What you have to do: Would you output the whole of the data exactly?

Provided data:
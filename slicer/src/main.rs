use std::path::{Path, PathBuf};

use anyhow::{anyhow, Context, Result};
use clap::Parser;
use image::ImageReader;
use image4d::{DynamicAccess, DynamicImage, IndexExpr};
use log::debug;

mod structs;

#[derive(Parser)]
#[clap(version, about, long_about = None)]
#[clap(disable_help_flag = true)]
struct Cli {
    #[clap(long, action = clap::ArgAction::HelpLong)]
    help: Option<bool>,

    /// Path to source image file
    #[clap(value_parser)]
    source_path: PathBuf,

    /// Index expression in the order "x, y, z, c", e.g. "10:20, ::-1" or "0, 5"
    #[clap(value_parser, allow_hyphen_values = true)]
    index: IndexExpr,

    /// Path to result image file
    #[clap(value_parser)]
    destination_path: Option<PathBuf>,

    /// Overwrite destination file
    #[clap(short, long, action)]
    overwrite: bool,

    /// Type of pixels used to index the source image
    #[clap(short, long, value_enum)]
    pixel_type: Option<structs::PixelType>,

    /// Store the value into the selected part and save the whole image
    #[clap(short, long, allow_hyphen_values = true)]
    set: Option<f64>,

    #[clap(flatten)]
    verbose: clap_verbosity_flag::Verbosity,
}

fn main() -> Result<()> {
    let cli: Cli = Cli::parse();
    env_logger::Builder::new()
        .filter_level(cli.verbose.log_level_filter())
        .init();
    slice(&cli)
}

fn slice(cli: &Cli) -> Result<()> {
    let mut image = open_source_image(cli)?;

    if let Some(value) = cli.set {
        debug!("Store {} into [{}]", value, cli.index);
        image
            .write_scalar(&cli.index, value)
            .with_context(|| format!("Failed to write into [{}]", cli.index))?;
        return save_result(cli, &image);
    }

    debug!("Read [{}] of the image with extent {}", cli.index, image.extent());
    let access = image
        .read(&cli.index)
        .with_context(|| format!("Failed to read [{}]", cli.index))?;
    match access {
        DynamicAccess::Scalar(value) => println!("{value}"),
        DynamicAccess::View(view) => {
            if cli.destination_path.is_some() {
                save_result(cli, &view)?;
            } else {
                println!("{view}");
            }
        }
    }
    Ok(())
}

fn open_source_image(cli: &Cli) -> Result<DynamicImage> {
    let source_path = &cli.source_path;
    debug!("Opening the source image {:?}", source_path);
    let src_image = ImageReader::open(source_path)
        .with_context(|| format!("Failed to read source file from {:?}", source_path))?
        .decode()
        .with_context(|| "Failed to decode source image")?;

    let image = DynamicImage::try_from(&src_image).with_context(|| {
        format!(
            "Unsupported pixel's format of source image: {:?}",
            src_image.color()
        )
    })?;
    debug!(
        "Source image has extent {} and pixels of type {}",
        image.extent(),
        image.pixel_type()
    );

    Ok(match cli.pixel_type {
        Some(pixel_type) => {
            let pixel_type = pixel_type.into();
            debug!("Convert pixels of the source image into {}", pixel_type);
            image.convert(pixel_type)
        }
        None => image,
    })
}

fn result_path(cli: &Cli) -> PathBuf {
    if let Some(path) = cli.destination_path.clone() {
        return path;
    }
    let ext = cli
        .source_path
        .extension()
        .and_then(|ext| ext.to_str())
        .unwrap_or("png");
    Path::new("./result").with_extension(ext)
}

fn save_result(cli: &Cli, image: &DynamicImage) -> Result<()> {
    let result_path = result_path(cli);
    if result_path.exists() && !cli.overwrite {
        return Err(anyhow!(
            "Destination path {:?} already exists.",
            result_path
        ));
    };

    let dst_image = image::DynamicImage::try_from(image)
        .with_context(|| "Failed to convert the result image")?;
    debug!("Save the result image into the file {:?}", result_path);
    dst_image
        .save(&result_path)
        .with_context(|| "Failed to save the result image")?;
    Ok(())
}

#[cfg(test)]
mod tests {
    use super::*;

    #[test]
    fn verify_cli() {
        use clap::CommandFactory;
        Cli::command().debug_assert()
    }

    #[test]
    fn parse_negative_index() {
        let cli = Cli::parse_from(["slicer", "src.png", "-1, ::-1", "-s", "-0.5"]);
        assert_eq!(cli.index.len(), 2);
        assert_eq!(cli.set, Some(-0.5));
        assert!(cli.destination_path.is_none());
    }
}
//! Identifier allocation for nodes and DAGs.

use std::fmt;
use std::num::NonZeroU32;
use std::sync::atomic::{AtomicU32, AtomicU64, Ordering};
use std::sync::Arc;

/// Identifies the DAG a node is resident in.
#[derive(Debug, Clone, Copy, PartialEq, Eq, Hash, PartialOrd, Ord)]
pub struct DagId(NonZeroU32);

impl DagId {
    pub fn get(self) -> u32 {
        self.0.get()
    }
}

impl fmt::Display for DagId {
    fn fmt(&self, f: &mut fmt::Formatter<'_>) -> fmt::Result {
        write!(f, "{}", self.0)
    }
}

/// Construction-order id of a node. Used as a stable tie-breaker and in
/// debug labels; never reused while the allocator is not reset.
#[derive(Debug, Clone, Copy, PartialEq, Eq, Hash, PartialOrd, Ord)]
pub struct InstanceId(u64);

impl InstanceId {
    pub fn raw(self) -> u64 {
        self.0
    }
}

impl fmt::Display for InstanceId {
    fn fmt(&self, f: &mut fmt::Formatter<'_>) -> fmt::Result {
        write!(f, "{}", self.0)
    }
}

#[derive(Debug)]
struct Counters {
    instances: AtomicU64,
    dags: AtomicU32,
}

/// Monotonic counters for node instance ids and DAG ids.
///
/// The allocator is owned by the world (or whatever loads expressions) and
/// handed to every DAG and arena it creates. Clones share the counters.
/// Instance ids start at 0 and DAG ids at 1.
#[derive(Debug, Clone)]
pub struct GraphIdAllocator {
    counters: Arc<Counters>,
}

impl GraphIdAllocator {
    pub fn new() -> Self {
        Self {
            counters: Arc::new(Counters {
                instances: AtomicU64::new(0),
                dags: AtomicU32::new(1),
            }),
        }
    }

    pub fn next_instance_id(&self) -> InstanceId {
        InstanceId(self.counters.instances.fetch_add(1, Ordering::Relaxed))
    }

    pub fn next_dag_id(&self) -> DagId {
        let raw = self.counters.dags.fetch_add(1, Ordering::Relaxed);
        // Wrapping past u32::MAX would need four billion DAGs.
        DagId(NonZeroU32::new(raw).unwrap_or(NonZeroU32::MIN))
    }

    /// Restart both sequences. Only call this at world (re)load, when no
    /// DAG built from this allocator survives.
    pub fn reset(&self) {
        self.counters.instances.store(0, Ordering::Relaxed);
        self.counters.dags.store(1, Ordering::Relaxed);
    }
}

impl Default for GraphIdAllocator {
    fn default() -> Self {
        Self::new()
    }
}

#[cfg(test)]
mod tests {
    use super::*;

    #[test]
    fn counters_start_at_documented_values() {
        let ids = GraphIdAllocator::new();
        assert_eq!(ids.next_instance_id().raw(), 0);
        assert_eq!(ids.next_dag_id().get(), 1);
        assert_eq!(ids.next_dag_id().get(), 2);
    }

    #[test]
    fn clones_share_counters() {
        let ids = GraphIdAllocator::new();
        let other = ids.clone();
        let first = ids.next_instance_id();
        let second = other.next_instance_id();
        assert!(first < second);
    }

    #[test]
    fn reset_restarts_sequences() {
        let ids = GraphIdAllocator::new();
        ids.next_instance_id();
        ids.next_dag_id();
        ids.reset();
        assert_eq!(ids.next_instance_id().raw(), 0);
        assert_eq!(ids.next_dag_id().get(), 1);
    }
}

Solution to the exercise:
filename slicer/src/main.rs
use std::path::{Path, PathBuf};

use anyhow::{anyhow, Context, Result};
use clap::Parser;
use image::ImageReader;
use image4d::{DynamicAccess, DynamicImage, IndexExpr};
use log::debug;

mod structs;

#[derive(Parser)]
#[clap(version, about, long_about = None)]
#[clap(disable_help_flag = true)]
struct Cli {
    #[clap(long, action = clap::ArgAction::HelpLong)]
    help: Option<bool>,

    /// Path to source image file
    #[clap(value_parser)]
    source_path: PathBuf,

    /// Index expression in the order "x, y, z, c", e.g. "10:20, ::-1" or "0, 5"
    #[clap(value_parser, allow_hyphen_values = true)]
    index: IndexExpr,

    /// Path to result image file
    #[clap(value_parser)]
    destination_path: Option<PathBuf>,

    /// Overwrite destination file
    #[clap(short, long, action)]
    overwrite: bool,

    /// Type of pixels used to index the source image
    #[clap(short, long, value_enum)]
    pixel_type: Option<structs::PixelType>,

    /// Store the value into the selected part and save the whole image
    #[clap(short, long, allow_hyphen_values = true)]
    set: Option<f64>,

    #[clap(flatten)]
    verbose: clap_verbosity_flag::Verbosity,
}

fn main() -> Result<()> {
    let cli: Cli = Cli::parse();
    env_logger::Builder::new()
        .filter_level(cli.verbose.log_level_filter())
        .init();
    slice(&cli)
}

fn slice(cli: &Cli) -> Result<()> {
    let mut image = open_source_image(cli)?;

    if let Some(value) = cli.set {
        debug!("Store {} into [{}]", value, cli.index);
        image
            .write_scalar(&cli.index, value)
            .with_context(|| format!("Failed to write into [{}]", cli.index))?;
        return save_result(cli, &image);
    }

    debug!("Read [{}] of the image with extent {}", cli.index, image.extent());
    let access = image
        .read(&cli.index)
        .with_context(|| format!("Failed to read [{}]", cli.index))?;
    match access {
        DynamicAccess::Scalar(value) => println!("{value}"),
        DynamicAccess::View(view) => {
            if cli.destination_path.is_some() {
                save_result(cli, &view)?;
            } else {
                println!("{view}");
            }
        }
    }
    Ok(())
}

fn open_source_image(cli: &Cli) -> Result<DynamicImage> {
    let source_path = &cli.source_path;
    debug!("Opening the source image {:?}", source_path);
    let src_image = ImageReader::open(source_path)
        .with_context(|| format!("Failed to read source file from {:?}", source_path))?
        .decode()
        .with_context(|| "Failed to decode source image")?;

    let image = DynamicImage::try_from(&src_image).with_context(|| {
        format!(
            "Unsupported pixel's format of source image: {:?}",
            src_image.color()
        )
    })?;
    debug!(
        "Source image has extent {} and pixels of type {}",
        image.extent(),
        image.pixel_type()
    );

    Ok(match cli.pixel_type {
        Some(pixel_type) => {
            let pixel_type = pixel_type.into();
            debug!("Convert pixels of the source image into {}", pixel_type);
            image.convert(pixel_type)
        }
        None => image,
    })
}

fn result_path(cli: &Cli) -> PathBuf {
    if let Some(path) = cli.destination_path.clone() {
        return path;
    }
    let ext = cli
        .source_path
        .extension()
        .and_then(|ext| ext.to_str())
        .unwrap_or("png");
    Path::new("./result").with_extension(ext)
}

fn save_result(cli: &Cli, image: &DynamicImage) -> Result<()> {
    let result_path = result_path(cli);
    if result_path.exists() && !cli.overwrite {
        return Err(anyhow!(
            "Destination path {:?} already exists.",
            result_path
        ));
    };

    let dst_image = image::DynamicImage::try_from(image)
        .with_context(|| "Failed to convert the result image")?;
    debug!("Save the result image into the file {:?}", result_path);
    dst_image
        .save(&result_path)
        .with_context(|| "Failed to save the result image")?;
    Ok(())
}

#[cfg(test)]
mod tests {
    use super::*;

    #[test]
    fn verify_cli() {
        use clap::CommandFactory;
        Cli::command().debug_assert()
    }

    #[test]
    fn parse_negative_index() {
        let cli = Cli::parse_from(["slicer", "src.png", "-1, ::-1", "-s", "-0.5"]);
        assert_eq!(cli.index.len(), 2);
        assert_eq!(cli.set, Some(-0.5));
        assert!(cli.destination_path.is_none());
    }
}
//! Identifier allocation for nodes and DAGs.

use std::fmt;
use std::num::NonZeroU32;
use std::sync::atomic::{AtomicU32, AtomicU64, Ordering};
use std::sync::Arc;

/// Identifies the DAG a node is resident in.
#[derive(Debug, Clone, Copy, PartialEq, Eq, Hash, PartialOrd, Ord)]
pub struct DagId(NonZeroU32);

impl DagId {
    pub fn get(self) -> u32 {
        self.0.get()
    }
}

impl fmt::Display for DagId {
    fn fmt(&self, f: &mut fmt::Formatter<'_>) -> fmt::Result {
        write!(f, "{}", self.0)
    }
}

/// Construction-order id of a node. Used as a stable tie-breaker and in
/// debug labels; never reused while the allocator is not reset.
#[derive(Debug, Clone, Copy, PartialEq, Eq, Hash, PartialOrd, Ord)]
pub struct InstanceId(u64);

impl InstanceId {
    pub fn raw(self) -> u64 {
        self.0
    }
}

impl fmt::Display for InstanceId {
    fn fmt(&self, f: &mut fmt::Formatter<'_>) -> fmt::Result {
        write!(f, "{}", self.0)
    }
}

#[derive(Debug)]
struct Counters {
    instances: AtomicU64,
    dags: AtomicU32,
}

/// Monotonic counters for node instance ids and DAG ids.
///
/// The allocator is owned by the world (or whatever loads expressions) and
/// handed to every DAG and arena it creates. Clones share the counters.
/// Instance ids start at 0 and DAG ids at 1.
#[derive(Debug, Clone)]
pub struct GraphIdAllocator {
    counters: Arc<Counters>,
}

impl GraphIdAllocator {
    pub fn new() -> Self {
        Self {
            counters: Arc::new(Counters {
                instances: AtomicU64::new(0),
                dags: AtomicU32::new(1),
            }),
        }
    }

    pub fn next_instance_id(&self) -> InstanceId {
        InstanceId(self.counters.instances.fetch_add(1, Ordering::Relaxed))
    }

    pub fn next_dag_id(&self) -> DagId {
        let raw = self.counters.dags.fetch_add(1, Ordering::Relaxed);
        // Wrapping past u32::MAX would need four billion DAGs.
        DagId(NonZeroU32::new(raw).unwrap_or(NonZeroU32::MIN))
    }

    /// Restart both sequences. Only call this at world (re)load, when no
    /// DAG built from this allocator survives.
    pub fn reset(&self) {
        self.counters.instances.store(0, Ordering::Relaxed);
        self.counters.dags.store(1, Ordering::Relaxed);
    }
}

impl Default for GraphIdAllocator {
    fn default() -> Self {
        Self::new()
    }
}

#[cfg(test)]
mod tests {
    use super::*;

    #[test]
    fn counters_start_at_documented_values() {
        let ids = GraphIdAllocator::new();
        assert_eq!(ids.next_instance_id().raw(), 0);
        assert_eq!(ids.next_dag_id().get(), 1);
        assert_eq!(ids.next_dag_id().get(), 2);
    }

    #[test]
    fn clones_share_counters() {
        let ids = GraphIdAllocator::new();
        let other = ids.clone();
        let first = ids.next_instance_id();
        let second = other.next_instance_id();
        assert!(first < second);
    }

    #[test]
    fn reset_restarts_sequences() {
        let ids = GraphIdAllocator::new();
        ids.next_instance_id();
        ids.next_dag_id();
        ids.reset();
        assert_eq!(ids.next_instance_id().raw(), 0);
        assert_eq!(ids.next_dag_id().get(), 1);
    }
}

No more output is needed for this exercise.